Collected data
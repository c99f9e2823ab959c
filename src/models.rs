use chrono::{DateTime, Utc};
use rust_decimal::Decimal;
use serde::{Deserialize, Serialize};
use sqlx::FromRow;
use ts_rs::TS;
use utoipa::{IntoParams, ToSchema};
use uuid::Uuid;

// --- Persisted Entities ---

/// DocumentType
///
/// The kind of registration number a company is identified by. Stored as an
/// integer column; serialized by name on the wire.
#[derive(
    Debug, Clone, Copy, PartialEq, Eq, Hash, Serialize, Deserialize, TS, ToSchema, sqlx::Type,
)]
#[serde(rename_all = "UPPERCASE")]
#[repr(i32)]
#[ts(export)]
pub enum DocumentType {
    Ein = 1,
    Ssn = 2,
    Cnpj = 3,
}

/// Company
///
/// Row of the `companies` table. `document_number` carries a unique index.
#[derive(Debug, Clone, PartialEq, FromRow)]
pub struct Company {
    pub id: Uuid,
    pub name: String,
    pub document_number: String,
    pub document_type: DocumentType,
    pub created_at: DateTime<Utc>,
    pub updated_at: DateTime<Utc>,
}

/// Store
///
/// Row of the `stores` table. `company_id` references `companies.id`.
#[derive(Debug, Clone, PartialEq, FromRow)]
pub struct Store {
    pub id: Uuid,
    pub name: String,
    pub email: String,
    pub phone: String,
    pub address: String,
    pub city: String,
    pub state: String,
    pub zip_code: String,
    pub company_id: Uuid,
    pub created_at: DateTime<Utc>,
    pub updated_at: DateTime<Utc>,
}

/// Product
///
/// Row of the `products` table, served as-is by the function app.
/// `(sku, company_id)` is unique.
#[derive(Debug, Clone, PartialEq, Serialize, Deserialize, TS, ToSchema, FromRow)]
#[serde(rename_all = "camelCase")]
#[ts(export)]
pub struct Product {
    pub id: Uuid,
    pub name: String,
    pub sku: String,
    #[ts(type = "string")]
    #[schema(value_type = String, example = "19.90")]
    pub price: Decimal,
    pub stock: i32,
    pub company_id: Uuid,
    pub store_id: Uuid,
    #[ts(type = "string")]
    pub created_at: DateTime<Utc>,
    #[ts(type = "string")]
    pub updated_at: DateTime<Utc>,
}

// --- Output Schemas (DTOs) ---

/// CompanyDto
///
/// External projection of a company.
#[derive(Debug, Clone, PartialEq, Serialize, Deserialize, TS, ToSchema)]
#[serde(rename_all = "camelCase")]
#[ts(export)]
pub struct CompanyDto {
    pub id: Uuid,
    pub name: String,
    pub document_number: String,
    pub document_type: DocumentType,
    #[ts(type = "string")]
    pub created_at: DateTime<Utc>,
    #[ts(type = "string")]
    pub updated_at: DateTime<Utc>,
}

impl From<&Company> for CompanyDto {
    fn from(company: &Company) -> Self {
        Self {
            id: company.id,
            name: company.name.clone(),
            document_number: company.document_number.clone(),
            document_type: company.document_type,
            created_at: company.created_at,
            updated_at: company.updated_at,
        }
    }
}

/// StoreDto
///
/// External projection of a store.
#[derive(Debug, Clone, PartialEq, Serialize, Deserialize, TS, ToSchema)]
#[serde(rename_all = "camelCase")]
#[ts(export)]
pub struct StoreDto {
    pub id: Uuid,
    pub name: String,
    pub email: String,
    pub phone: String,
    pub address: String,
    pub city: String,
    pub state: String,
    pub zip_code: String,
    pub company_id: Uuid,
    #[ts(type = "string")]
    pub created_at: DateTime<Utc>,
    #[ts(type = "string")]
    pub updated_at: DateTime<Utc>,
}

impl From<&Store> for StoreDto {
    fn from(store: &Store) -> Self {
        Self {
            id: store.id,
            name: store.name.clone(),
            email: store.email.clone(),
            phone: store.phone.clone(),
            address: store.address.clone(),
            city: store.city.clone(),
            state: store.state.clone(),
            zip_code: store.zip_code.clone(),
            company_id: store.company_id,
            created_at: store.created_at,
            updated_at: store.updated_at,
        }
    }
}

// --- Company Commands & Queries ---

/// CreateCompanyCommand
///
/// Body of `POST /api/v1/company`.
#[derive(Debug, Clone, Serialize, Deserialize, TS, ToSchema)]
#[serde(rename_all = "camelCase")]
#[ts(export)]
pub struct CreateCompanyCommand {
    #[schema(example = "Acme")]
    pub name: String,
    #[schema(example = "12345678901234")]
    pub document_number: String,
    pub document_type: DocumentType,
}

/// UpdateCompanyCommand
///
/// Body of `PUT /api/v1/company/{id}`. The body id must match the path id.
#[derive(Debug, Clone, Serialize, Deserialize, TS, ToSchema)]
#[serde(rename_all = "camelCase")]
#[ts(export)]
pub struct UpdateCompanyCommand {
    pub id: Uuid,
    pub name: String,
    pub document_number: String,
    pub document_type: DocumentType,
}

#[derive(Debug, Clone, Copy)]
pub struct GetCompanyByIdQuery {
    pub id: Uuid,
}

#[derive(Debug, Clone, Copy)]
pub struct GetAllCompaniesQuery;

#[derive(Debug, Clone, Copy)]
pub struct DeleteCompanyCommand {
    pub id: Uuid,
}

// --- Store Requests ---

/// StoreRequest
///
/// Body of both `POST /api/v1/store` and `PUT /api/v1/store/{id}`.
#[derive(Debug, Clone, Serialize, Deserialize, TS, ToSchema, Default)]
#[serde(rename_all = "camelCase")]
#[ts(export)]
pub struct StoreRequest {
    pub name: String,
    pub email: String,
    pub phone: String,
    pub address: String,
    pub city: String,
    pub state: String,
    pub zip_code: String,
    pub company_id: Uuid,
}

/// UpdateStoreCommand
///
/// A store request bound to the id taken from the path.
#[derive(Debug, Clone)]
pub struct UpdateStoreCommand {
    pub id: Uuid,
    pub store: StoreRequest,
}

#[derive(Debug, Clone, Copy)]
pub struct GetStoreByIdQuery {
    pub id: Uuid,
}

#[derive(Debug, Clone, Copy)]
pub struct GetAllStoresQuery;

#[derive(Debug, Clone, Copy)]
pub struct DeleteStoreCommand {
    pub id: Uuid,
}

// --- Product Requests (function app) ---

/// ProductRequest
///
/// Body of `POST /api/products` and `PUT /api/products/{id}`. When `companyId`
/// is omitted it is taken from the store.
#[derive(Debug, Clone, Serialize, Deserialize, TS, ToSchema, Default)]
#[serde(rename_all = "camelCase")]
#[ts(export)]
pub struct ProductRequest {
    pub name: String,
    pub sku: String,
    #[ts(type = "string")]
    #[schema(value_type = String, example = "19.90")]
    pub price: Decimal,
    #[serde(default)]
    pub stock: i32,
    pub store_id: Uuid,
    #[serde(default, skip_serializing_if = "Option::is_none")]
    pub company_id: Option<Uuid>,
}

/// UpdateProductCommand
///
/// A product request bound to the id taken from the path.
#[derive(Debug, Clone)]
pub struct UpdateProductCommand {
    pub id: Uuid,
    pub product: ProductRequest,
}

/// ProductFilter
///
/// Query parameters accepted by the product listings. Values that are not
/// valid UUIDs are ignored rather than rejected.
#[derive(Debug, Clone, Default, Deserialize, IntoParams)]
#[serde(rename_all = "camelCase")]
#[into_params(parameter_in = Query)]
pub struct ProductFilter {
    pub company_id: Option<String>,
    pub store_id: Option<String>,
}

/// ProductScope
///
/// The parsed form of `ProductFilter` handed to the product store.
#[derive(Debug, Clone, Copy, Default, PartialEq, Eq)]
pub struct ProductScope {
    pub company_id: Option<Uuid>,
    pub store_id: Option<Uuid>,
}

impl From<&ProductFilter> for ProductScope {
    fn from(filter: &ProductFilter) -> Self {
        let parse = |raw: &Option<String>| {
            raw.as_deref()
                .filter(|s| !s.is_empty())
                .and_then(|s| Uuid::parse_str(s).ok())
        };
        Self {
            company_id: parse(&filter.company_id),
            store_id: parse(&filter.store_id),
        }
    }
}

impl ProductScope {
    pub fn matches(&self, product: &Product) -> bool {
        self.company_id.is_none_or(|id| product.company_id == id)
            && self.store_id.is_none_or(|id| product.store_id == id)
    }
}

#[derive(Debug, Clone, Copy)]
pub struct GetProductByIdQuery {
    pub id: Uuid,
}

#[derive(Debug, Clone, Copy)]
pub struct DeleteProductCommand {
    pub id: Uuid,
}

◆ Problem
Report, as a bare number, how many lines above contain the string "path".

◆ Your solution
3